Taj Mehwish, Sajjad Muhammad, Li Mingju, Yasmeen Arooj, Mubarik Muhammad Salman, Kaniganti Sirisha, He Chi
Department of Biosciences, COMSATS University, Islamabad, Pakistan.
Yunnan Key Laboratory of Green Prevention and Control of Agricultural Transboundary Pests, Agricultural Environment and Resource Institute, Yunnan Academy of Agricultural Sciences, Kunming, China.
Front Genet. 2022 Jun 16;13:926955. doi: 10.3389/fgene.2022.926955. eCollection 2022.

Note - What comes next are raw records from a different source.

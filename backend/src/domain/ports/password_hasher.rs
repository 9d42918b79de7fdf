//! Port for one-way password hashing.

use crate::domain::PasswordHash;

use super::define_port_error;

define_port_error! {
    /// Errors raised by password hashing adapters.
    pub enum PasswordHashError {
        /// The hasher could not produce or parse a hash.
        Hashing { message: String } => "password hashing failed: {message}",
    }
}

/// Salted, slow password hashing.
///
/// Methods are synchronous and CPU bound; async callers should move them
/// onto a blocking thread.
#[cfg_attr(test, mockall::automock)]
pub trait PasswordHasher: Send + Sync {
    /// Hash `password` with a fresh salt.
    fn hash(&self, password: &str) -> Result<PasswordHash, PasswordHashError>;

    /// Check `password` against `hash` in constant time.
    ///
    /// A mismatch is `Ok(false)`; errors are reserved for unreadable hashes.
    fn verify(&self, password: &str, hash: &PasswordHash) -> Result<bool, PasswordHashError>;
}
//! Ticket lifecycle states.

use std::fmt;
use std::str::FromStr;

use serde::{Deserialize, Serialize};

/// Position of a ticket in its forward-only lifecycle.
///
/// Variants are declared in lifecycle order, so the derived ordering matches
/// progress: `Received < Assigned < InProgress < Resolved < Closed`.
#[derive(Debug, Clone, Copy, PartialEq, Eq, PartialOrd, Ord, Hash, Serialize, Deserialize)]
pub enum TicketStatus {
    /// Reported, not yet routed to a team.
    #[serde(rename = "Recibido", alias = "received")]
    Received,
    /// Routed to a team.
    #[serde(rename = "Asignado", alias = "assigned")]
    Assigned,
    /// A team is working on it.
    #[serde(rename = "En Gestión", alias = "in_progress")]
    InProgress,
    /// Work finished, awaiting closure.
    #[serde(rename = "Resuelto", alias = "resolved")]
    Resolved,
    /// Terminal.
    #[serde(rename = "Cerrado", alias = "closed")]
    Closed,
}

/// Raised when a status label is not recognised.
#[derive(Debug, Clone, PartialEq, Eq, thiserror::Error)]
#[error("unknown ticket status: {value}")]
pub struct UnknownStatus {
    /// Rejected label.
    pub value: String,
}

impl TicketStatus {
    /// All states in lifecycle order.
    pub const ALL: [Self; 5] = [
        Self::Received,
        Self::Assigned,
        Self::InProgress,
        Self::Resolved,
        Self::Closed,
    ];

    /// The only state reachable from this one, if any.
    pub fn next(self) -> Option<Self> {
        match self {
            Self::Received => Some(Self::Assigned),
            Self::Assigned => Some(Self::InProgress),
            Self::InProgress => Some(Self::Resolved),
            Self::Resolved => Some(Self::Closed),
            Self::Closed => None,
        }
    }

    /// Whether `target` is the immediate successor of this state.
    pub fn can_advance_to(self, target: Self) -> bool {
        self.next() == Some(target)
    }

    /// Whether a team may still be (re)assigned in this state.
    pub fn accepts_team_assignment(self) -> bool {
        matches!(self, Self::Received | Self::Assigned | Self::InProgress)
    }

    /// Wire label.
    pub fn label(self) -> &'static str {
        match self {
            Self::Received => "Recibido",
            Self::Assigned => "Asignado",
            Self::InProgress => "En Gestión",
            Self::Resolved => "Resuelto",
            Self::Closed => "Cerrado",
        }
    }

    /// ASCII identifier stored in the database.
    pub fn slug(self) -> &'static str {
        match self {
            Self::Received => "received",
            Self::Assigned => "assigned",
            Self::InProgress => "in_progress",
            Self::Resolved => "resolved",
            Self::Closed => "closed",
        }
    }
}

impl fmt::Display for TicketStatus {
    fn fmt(&self, f: &mut fmt::Formatter<'_>) -> fmt::Result {
        f.write_str(self.label())
    }
}

impl FromStr for TicketStatus {
    type Err = UnknownStatus;

    /// Accepts the wire label or the slug, case-insensitively.
    fn from_str(value: &str) -> Result<Self, Self::Err> {
        let wanted = value.trim().to_lowercase();
        Self::ALL
            .into_iter()
            .find(|status| status.label().to_lowercase() == wanted || status.slug() == wanted)
            .ok_or_else(|| UnknownStatus {
                value: value.to_owned(),
            })
    }
}

#[cfg(test)]
mod tests {
    //! Regression coverage for this module.
    use super::*;
    use rstest::rstest;

    #[rstest]
    fn successors_walk_the_whole_lifecycle() {
        let mut walked = vec![TicketStatus::Received];
        while let Some(next) = walked.last().and_then(|status| status.next()) {
            walked.push(next);
        }
        assert_eq!(walked, TicketStatus::ALL.to_vec());
    }

    #[rstest]
    fn only_the_immediate_successor_is_reachable() {
        for (i, from) in TicketStatus::ALL.into_iter().enumerate() {
            for (j, to) in TicketStatus::ALL.into_iter().enumerate() {
                assert_eq!(from.can_advance_to(to), j == i + 1, "{from} -> {to}");
            }
        }
    }

    #[rstest]
    #[case("Recibido", TicketStatus::Received)]
    #[case("en gestión", TicketStatus::InProgress)]
    #[case("in_progress", TicketStatus::InProgress)]
    #[case(" Cerrado ", TicketStatus::Closed)]
    fn parses_labels_and_slugs(#[case] raw: &str, #[case] expected: TicketStatus) {
        assert_eq!(raw.parse::<TicketStatus>(), Ok(expected));
    }

    #[rstest]
    fn rejects_unknown_label() {
        assert!("Archivado".parse::<TicketStatus>().is_err());
    }

    #[rstest]
    fn deserialises_english_alias() {
        let status: TicketStatus = serde_json::from_str("\"resolved\"").expect("alias accepted");
        assert_eq!(status, TicketStatus::Resolved);
    }

    #[rstest]
    #[case(TicketStatus::Received, true)]
    #[case(TicketStatus::InProgress, true)]
    #[case(TicketStatus::Resolved, false)]
    #[case(TicketStatus::Closed, false)]
    fn team_assignment_window(#[case] status: TicketStatus, #[case] open: bool) {
        assert_eq!(status.accepts_team_assignment(), open);
    }
}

Wheat is one of the most important food crops worldwide. Even though wheat yields have increased considerably in recent years, future wheat production is predicted to face enormous challenges due to global climate change and new versions of diseases. CRISPR/Cas technology is a clean gene technology and can be efficiently used to target genes prone to biotic stress in wheat genome. Herein, the published research papers reporting the genetic factors corresponding to stripe rust, leaf rust, stem rust, powdery mildew, fusarium head blight and some insect pests were critically reviewed to identify negative genetic factors (Susceptible, S genes) in bread wheat. Out of all reported genetic factors related to these disease, 33 genetic factors (S genes) were found as negative regulators implying that their down-regulation, deletion or silencing improved disease tolerance/resistance. The results of the published studies provided the concept of proof that these 33 genetic factors are potential targets for CRISPR/Cas knockdowns to improve genetic tolerance/resistance against these diseases in wheat. The sequences of the 33 genes were retrieved and re-mapped on the latest wheat reference genome IWGSC RefSeq v2.1. Phylogenetic analysis revealed that pathogens causing the same type of disease had some common conserved motifs and were closely related. Considering the significance of these disease on wheat yield, the S genes identified in this study are suggested to be disrupted using CRISPR/Cas system in wheat. The knockdown mutants of these S genes will add to genetic resources for improving biotic stress resistance in wheat crop.
小麦是全球最重要的粮食作物之一。尽管近年来小麦产量大幅增加,但由于全球气候变化和新型病害,预计未来小麦生产将面临巨大挑战。CRISPR/Cas技术是一种基因编辑技术,可有效用于靶向小麦基因组中易受生物胁迫的基因。本文对已发表的关于条锈病、叶锈病、秆锈病、白粉病、赤霉病和一些害虫的遗传因子的研究论文进行了批判性综述,以确定普通小麦中的负向遗传因子(感病基因,S基因)。在所有报道的与这些病害相关的遗传因子中,发现33个遗传因子(S基因)为负调控因子,这意味着对它们的下调、缺失或沉默可提高抗病性。已发表研究的结果提供了证据,证明这33个遗传因子是CRISPR/Cas敲除的潜在靶点,可提高小麦对这些病害的遗传抗性。检索了这33个基因的序列,并在最新的小麦参考基因组IWGSC RefSeq v2.1上重新定位。系统发育分析表明,引起同类型病害的病原体具有一些共同的保守基序,且亲缘关系密切。考虑到这些病害对小麦产量的重要性,建议利用CRISPR/Cas系统在小麦中破坏本研究中鉴定的S基因。这些S基因的敲除突变体将增加小麦作物提高生物胁迫抗性的遗传资源。